John Everett Duffy
On a warm spring afternoon, April 4, 1970, O2A pilot 1st Lt. Jack E. Duffy, took off on a visual reconnaissance flight from DaNang Air Base to Quang Ngai Air Base, Vietnam. He requested, and was granted, permission to fly visual reconnaissance in the area of Quang Ngai. Shortly after that he radioed his control party that he was at Ba To and was going to fly along the valley to Gia Vuc.
With weather deteriorating in the area, tactical air control at Quang Ngai radioed Duffy instructing him to return to base. Duffy couldn't understand the transmission and asked them to repeat. Other reconnaissance pilots in the area tried to relay the message to him; they even flew the same route he reported taking in their efforts to contact him. They were unsuccessful.

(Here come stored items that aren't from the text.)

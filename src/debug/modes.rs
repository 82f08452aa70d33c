#[cfg(feature = "debug")]
use bevy::prelude::*;

#[cfg(feature = "debug")]
#[derive(Resource, Debug, Clone)]
pub struct DebugState {
    pub overlay_visible: bool,
    /// Draw the hidden target and wheel heading with gizmos.
    pub reveal_target: bool,
    pub log_interval: f32,
    pub time_accum: f32,
    pub frame_counter: u64,
}

#[cfg(feature = "debug")]
impl Default for DebugState {
    fn default() -> Self {
        Self {
            overlay_visible: true,
            reveal_target: false,
            log_interval: 1.0,
            time_accum: 0.0,
            frame_counter: 0,
        }
    }
}

#[cfg(feature = "debug")]
#[derive(Resource, Default, Debug, Clone)]
pub struct DebugStats {
    pub fps: f32,
    pub frame_time_ms: f32,
    pub wheel_position: Vec3,
    pub heading: Vec3,
    pub distance_to_target: f32,
    pub points_found: u32,
    pub time_left: i32,
}
#[cfg(feature = "debug")]
use super::modes::{DebugState, DebugStats};
#[cfg(feature = "debug")]
use crate::core::components::{Wheel, WheelHeading};
#[cfg(feature = "debug")]
use crate::gameplay::round::RoundClock;
#[cfg(feature = "debug")]
use crate::gameplay::target::{HiddenTarget, Score};
#[cfg(feature = "debug")]
use bevy::prelude::*;

#[cfg(feature = "debug")]
pub fn debug_stats_collect_system(
    time: Res<Time>,
    mut state: ResMut<DebugState>,
    mut stats: ResMut<DebugStats>,
    q_wheel: Query<(&Transform, &WheelHeading), With<Wheel>>,
    target: Option<Res<HiddenTarget>>,
    score: Option<Res<Score>>,
    clock: Option<Res<RoundClock>>,
) {
    state.frame_counter += 1;
    let dt = time.delta_secs().max(1e-6);
    let inst_fps = 1.0 / dt;
    if stats.fps == 0.0 {
        stats.fps = inst_fps;
    } else {
        stats.fps = stats.fps * 0.9 + inst_fps * 0.1;
    }
    let inst_ms = dt * 1000.0;
    if stats.frame_time_ms == 0.0 {
        stats.frame_time_ms = inst_ms;
    } else {
        stats.frame_time_ms = stats.frame_time_ms * 0.9 + inst_ms * 0.1;
    }
    if let Ok((t, heading)) = q_wheel.single() {
        stats.wheel_position = t.translation;
        stats.heading = heading.forward;
    }
    if let Some(target) = target {
        stats.distance_to_target = target.distance;
    }
    if let Some(score) = score {
        stats.points_found = score.points_found;
    }
    if let Some(clock) = clock {
        stats.time_left = clock.time_left;
    }
}
use bevy::prelude::*;
use smallvec::SmallVec;
use std::collections::HashMap;

/// Action names the gameplay systems query. Bindings in `input.toml` refer to these.
pub mod actions {
    pub const STEER_LEFT: &str = "SteerLeft";
    pub const STEER_RIGHT: &str = "SteerRight";
    pub const ROLL_FORWARD: &str = "RollForward";
    pub const ROLL_BACKWARD: &str = "RollBackward";
    pub const RESTART: &str = "Restart";
    pub const TOGGLE_OVERLAY: &str = "ToggleOverlay";
    pub const REVEAL_TARGET: &str = "RevealTarget";
}

#[derive(Debug, Clone, Copy, PartialEq, Eq, Hash, PartialOrd, Ord)]
pub struct ActionId(pub u16); // internal index (array position)

#[derive(Debug, Clone)]
pub struct ActionMeta { pub id: ActionId, pub name: String, pub description: String }

/// Per-frame action state. `just_*` flags live for exactly one evaluation pass.
#[derive(Default, Debug, Clone, Copy, PartialEq, Eq)]
pub struct ActionState { pub pressed: bool, pub just_pressed: bool, pub just_released: bool }
impl ActionState { pub fn clear_transitions(&mut self) { self.just_pressed = false; self.just_released = false; } }

#[derive(Debug, Clone, Copy, PartialEq, Eq, Hash)]
pub enum RawBindingToken { Key(KeyCode), MouseBtn(MouseButton) }

#[derive(Debug, Clone)]
pub struct Binding { pub id: u32, pub action: ActionId, pub tokens: SmallVec<[RawBindingToken; 2]>, pub hold_secs: f32 }

#[derive(Debug, Default, Clone)]
pub struct BindingRuntime { pub active: bool, pub hold_elapsed: f32 }
impl BindingRuntime {
    /// Chord held and, when a hold qualifier is present, held long enough.
    pub fn satisfied(&self, hold_secs: f32) -> bool { self.active && !(hold_secs > 0.0 && self.hold_elapsed < hold_secs) }
}

#[derive(Resource, Debug, Default)]
pub struct InputMap {
    pub actions: Vec<ActionMeta>,
    pub name_to_id: HashMap<String, ActionId>,
    pub bindings_index: HashMap<ActionId, Vec<u32>>, // mapping to binding ids
    pub bindings: Vec<Binding>,
    pub bindings_runtime: Vec<BindingRuntime>,
    pub states: Vec<ActionState>,
}

impl InputMap {
    pub fn get_state(&self, name: &str) -> Option<&ActionState> { self.name_to_id.get(name).and_then(|id| self.states.get(id.0 as usize)) }
    pub fn pressed(&self, name: &str) -> bool { self.get_state(name).is_some_and(|s| s.pressed) }
    pub fn just_pressed(&self, name: &str) -> bool { self.get_state(name).is_some_and(|s| s.just_pressed) }
    pub fn just_released(&self, name: &str) -> bool { self.get_state(name).is_some_and(|s| s.just_released) }
    pub fn has_action(&self, name: &str) -> bool { self.name_to_id.contains_key(name) }
    pub fn active_action_names(&self) -> impl Iterator<Item = &str> { self.actions.iter().filter(|m| self.states.get(m.id.0 as usize).is_some_and(|s| s.pressed)).map(|m| m.name.as_str()) }
}
use bevy::prelude::*;

use crate::app::state::RoundState;
use crate::core::system::system_order::{
    GameplayInitSet, HudSet, RoundSet, SceneSetupSet, ScoringSet, WheelMotionSet,
};
use crate::debug::DebugPlugin;
use crate::gameplay::round::RoundPlugin;
use crate::gameplay::target::TargetPlugin;
use crate::gameplay::wheel::WheelPlugin;
#[cfg(feature = "debug")]
use crate::interaction::inputmap::hot_reload::InputMapHotReloadPlugin;
use crate::interaction::inputmap::plugin::InputActionsPlugin;
use crate::interaction::session::auto_close::AutoClosePlugin;
use crate::interaction::session::config_hot_reload::ConfigHotReloadPlugin;
use crate::rendering::hud::HudPlugin;
use crate::rendering::scene::ScenePlugin;

/// Everything the game needs on top of `DefaultPlugins`. Expects a `GameConfig` resource.
pub struct GamePlugin;

impl Plugin for GamePlugin {
    fn build(&self, app: &mut App) {
        app.init_state::<RoundState>()
            .configure_sets(Startup, GameplayInitSet.after(SceneSetupSet))
            .configure_sets(
                Update,
                (
                    WheelMotionSet,
                    ScoringSet.after(WheelMotionSet),
                    RoundSet.after(ScoringSet),
                    HudSet.after(RoundSet),
                ),
            )
            .add_plugins((
                InputActionsPlugin,
                ScenePlugin,
                WheelPlugin,
                TargetPlugin,
                RoundPlugin,
                HudPlugin,
                DebugPlugin,
                ConfigHotReloadPlugin,
                AutoClosePlugin,
                #[cfg(feature = "debug")]
                InputMapHotReloadPlugin,
            ));
    }
}
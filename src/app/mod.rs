pub mod game;
pub mod state;
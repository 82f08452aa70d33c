//! Procedural stand-in for the wheel scene: ground plane, upright wheel, trailing camera, sun.
use bevy::prelude::*;

use crate::core::components::{FollowCamera, Ground, Wheel, WheelSpawnPose};
use crate::core::config::GameConfig;
use crate::core::system::system_order::SceneSetupSet;
use crate::gameplay::wheel::{initial_heading, wheel_base_rotation};

pub struct ScenePlugin;

impl Plugin for ScenePlugin {
    fn build(&self, app: &mut App) {
        app.add_systems(Startup, setup_scene.in_set(SceneSetupSet))
            .add_systems(Update, sync_clear_color);
    }
}

/// Pure transform for the follow camera: `offset` above/behind `focus`, looking at it.
pub fn follow_camera_transform(focus: Vec3, offset: Vec3) -> Transform {
    Transform::from_translation(focus + offset).looking_at(focus, Vec3::Y)
}

/// Orientation for a directional light shining along `direction` (falls back to straight down).
pub fn light_transform(direction: Vec3) -> Transform {
    let dir = direction.try_normalize().unwrap_or(Vec3::NEG_Y);
    // looking_to needs an up vector that is not parallel to the view direction.
    let up = if dir.cross(Vec3::Z).length_squared() < 1e-6 { Vec3::Y } else { Vec3::Z };
    Transform::default().looking_to(dir, up)
}

pub fn setup_scene(
    mut commands: Commands,
    cfg: Res<GameConfig>,
    mut meshes: ResMut<Assets<Mesh>>,
    mut materials: ResMut<Assets<StandardMaterial>>,
) {
    let scene = &cfg.scene;
    commands.insert_resource(ClearColor(scene.clear_color.to_color()));

    commands.spawn((
        Mesh3d(meshes.add(Plane3d::default().mesh().size(scene.ground_size, scene.ground_size))),
        MeshMaterial3d(materials.add(scene.ground_color.to_color())),
        Transform::default(),
        Ground,
    ));

    let base = wheel_base_rotation();
    let wheel_transform = Transform::from_xyz(0.0, cfg.wheel.radius, 0.0).with_rotation(base);
    let heading = initial_heading(base);
    commands.spawn((
        Mesh3d(meshes.add(Cylinder::new(cfg.wheel.radius, cfg.wheel.thickness))),
        MeshMaterial3d(materials.add(StandardMaterial {
            base_color: cfg.wheel.color.to_color(),
            perceptual_roughness: 0.6,
            ..default()
        })),
        wheel_transform,
        heading,
        WheelSpawnPose { transform: wheel_transform, heading },
        Wheel,
    ));

    commands.spawn((
        Camera3d::default(),
        follow_camera_transform(wheel_transform.translation, cfg.camera.offset.to_vec3()),
        FollowCamera,
    ));

    commands.spawn((
        DirectionalLight {
            color: scene.light_color.to_color(),
            illuminance: scene.light_illuminance,
            shadows_enabled: true,
            ..default()
        },
        light_transform(scene.light_direction.to_vec3()),
    ));
    info!(target: "scene", "wheel scene ready (ground {}x{})", scene.ground_size, scene.ground_size);
}

/// Keeps the clear colour in step with hot-reloaded config.
fn sync_clear_color(cfg: Res<GameConfig>, mut clear: ResMut<ClearColor>) {
    if !cfg.is_changed() {
        return;
    }
    let want = cfg.scene.clear_color.to_color();
    if clear.0 != want {
        clear.0 = want;
    }
}
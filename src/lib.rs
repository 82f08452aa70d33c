pub mod app;
pub mod core;
pub mod debug;
pub mod gameplay;
pub mod interaction;
pub mod rendering;

// Curated re-exports
pub use app::game::GamePlugin;
pub use app::state::RoundState;
pub use core::components::{FollowCamera, Wheel, WheelHeading};
pub use core::config::{GameConfig, WindowConfig};
pub use gameplay::round::RoundClock;
pub use gameplay::target::{HiddenTarget, Score};
//! Typed errors for the order stream
//!
//! - [`WriteError`]: a single upsert failed. Authentication, throttling,
//!   connectivity and malformed-item failures all land here undistinguished.
//! - [`StreamError`]: the driver loop stopped because its failure policy
//!   asked it to. The default policy never produces one.

use thiserror::Error;

/// A failed upsert of one order
#[derive(Debug, Clone, PartialEq, Eq, Error)]
#[error("failed to write order {order_id}: {message}")]
pub struct WriteError {
    /// Key of the order that was not written
    pub order_id: String,
    /// Description reported by the table backend
    pub message: String,
}

impl WriteError {
    pub fn new(order_id: impl Into<String>, message: impl Into<String>) -> Self {
        Self {
            order_id: order_id.into(),
            message: message.into(),
        }
    }
}

/// Reasons the driver loop gives up before a shutdown request
#[derive(Debug, Error)]
pub enum StreamError {
    /// The escalate policy surfaced a write failure
    #[error("write failure escalated: {0}")]
    Escalated(#[source] WriteError),

    /// Too many records in a row could not be written
    #[error("table unhealthy after {consecutive} consecutive failed writes")]
    Unhealthy {
        consecutive: u32,
        #[source]
        last: WriteError,
    },
}

impl StreamError {
    /// The write failure that ended the stream
    pub fn write_error(&self) -> &WriteError {
        match self {
            StreamError::Escalated(err) => err,
            StreamError::Unhealthy { last, .. } => last,
        }
    }
}
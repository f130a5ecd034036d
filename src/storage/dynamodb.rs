//! DynamoDB implementation of OrderTable

use crate::config::StreamConfig;
use crate::core::{Attribute, OrderItem, OrderRecord, OrderTable, WriteError};
use async_trait::async_trait;
use aws_config::retry::RetryConfig;
use aws_sdk_dynamodb::Client as DynamoDBClient;
use aws_sdk_dynamodb::config::Region;
use aws_sdk_dynamodb::error::DisplayErrorContext;
use aws_sdk_dynamodb::types::AttributeValue;
use std::collections::HashMap;

/// DynamoDB order table
///
/// The client is built once and reused for every write.
#[derive(Clone)]
pub struct DynamoDBOrderTable {
    client: DynamoDBClient,
    table_name: String,
}

impl DynamoDBOrderTable {
    pub fn new(client: DynamoDBClient, table_name: String) -> Self {
        Self { client, table_name }
    }

    /// Build the client from the configured profile and region
    ///
    /// Credentials come from the SDK's provider chain for that profile.
    /// SDK retries are disabled, each `put_order` is a single `PutItem`.
    pub async fn from_config(config: &StreamConfig) -> Self {
        let sdk_config = aws_config::defaults(aws_config::BehaviorVersion::latest())
            .profile_name(&config.profile)
            .region(Region::new(config.region.clone()))
            .retry_config(RetryConfig::disabled())
            .load()
            .await;

        Self::new(DynamoDBClient::new(&sdk_config), config.table_name.clone())
    }
}

fn to_attribute_value(attribute: Attribute) -> AttributeValue {
    match attribute {
        Attribute::S(s) => AttributeValue::S(s),
        Attribute::N(n) => AttributeValue::N(n),
    }
}

/// Map an item onto the SDK's attribute values
pub(crate) fn to_item(item: OrderItem) -> HashMap<String, AttributeValue> {
    item.into_iter()
        .map(|(name, value)| (name, to_attribute_value(value)))
        .collect()
}

#[async_trait]
impl OrderTable for DynamoDBOrderTable {
    async fn put_order(&self, record: &OrderRecord) -> Result<(), WriteError> {
        let item = to_item(record.attributes());

        self.client
            .put_item()
            .table_name(&self.table_name)
            .set_item(Some(item))
            .send()
            .await
            .map_err(|e| WriteError::new(&record.order_id, DisplayErrorContext(&e).to_string()))?;

        Ok(())
    }

    fn describe(&self) -> String {
        format!("dynamodb:{}", self.table_name)
    }
}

Extensive search efforts for Duffy continued, without success, until 11 a.m. on April 5. Jack Duffy was gone.
On a rainy day more than 26 years later the serenity of Arlington National Cemetery was once again broken by the sharp report of rifle volleys followed by the haunting note of "Taps." Capt. Jack Duffy had come home to rest in honored glory.
In the peaceful skies above, four F-16 fighter aircraft executed the missing man formation while the Air Force Honor Guard folded the American Flag of Duffy's casket.
The U.S. and Prisoner of War-Missing in Action Flags rustled in a crisp breeze, beneath trees painted in fall foliage. Maj. Gen. William J. Begert, U.S. Transportation Command logistics and operations director, presented the flag, "On behalf of the U.S. Air Force and a grateful nation," to Duffy's brother, William. Members of the Captain's 1968 U.S. Air Force Academy graduating class were there for their classmate's long-awaited homecoming.
Responsibility for bringing Capt. Duffy home belonged in part to Joint Task Force Full Accounting at Camp H.M. Smith, Hawaii.
The task force, established in 1992, was created in response to presidential, congressional and public interest, as well as increased cooperation from the governments of Vietnam, Laos and Cambodia. JTF-FA has recovered the remains of more than 350 unaccounted-for Americans.
Investigators and analysts have conducted more than 2100 case investigations and answered countless questions about many whose fate was previously unknown.
A joint U.S. Vietnamese investigation team received a museum archival receipt for 1Lt. Duffy's ID card in May of 1991. Two witnesses provided information on a crash site relating to Duffy's case in 1992. In June 1993, an investigation team reached the site and found enough evidence to recommend it for excavation.
In September 1994, a joint U.S.-Vietnamese team excavated the site recovering sufficient items to relate it to Duffy's aircraft. On Feb. 12, 1996, the Armed Forces Identification Review Board approved the identification of the remains as those of Jack E. Duffy.
"The people in JTF-Full Accounting are absolutely committed to his mission," said U.S. Army Brig. Gen. James L. Campbell, JTF-FA commander. "I recently visited a team just as they were beginning their 30-day recovery mission conducted from a tent city in Boualapha, Laos. The recovery site was hot, humid, and wet."
The teams faced the daunting task of digging hundreds of feet of trenches over a very large, muddy area thick with leeches and mosquitoes in search of two group burial sites.
"Regardless of the difficulty of the case or the hardships encountered, the resolution of a case makes it all worthwhile," Campbell said. "The JTF-FA and the U.S. government are wholly resolved to see this mission through to completion. We will do whatever can be reasonably done to account for those who did not return."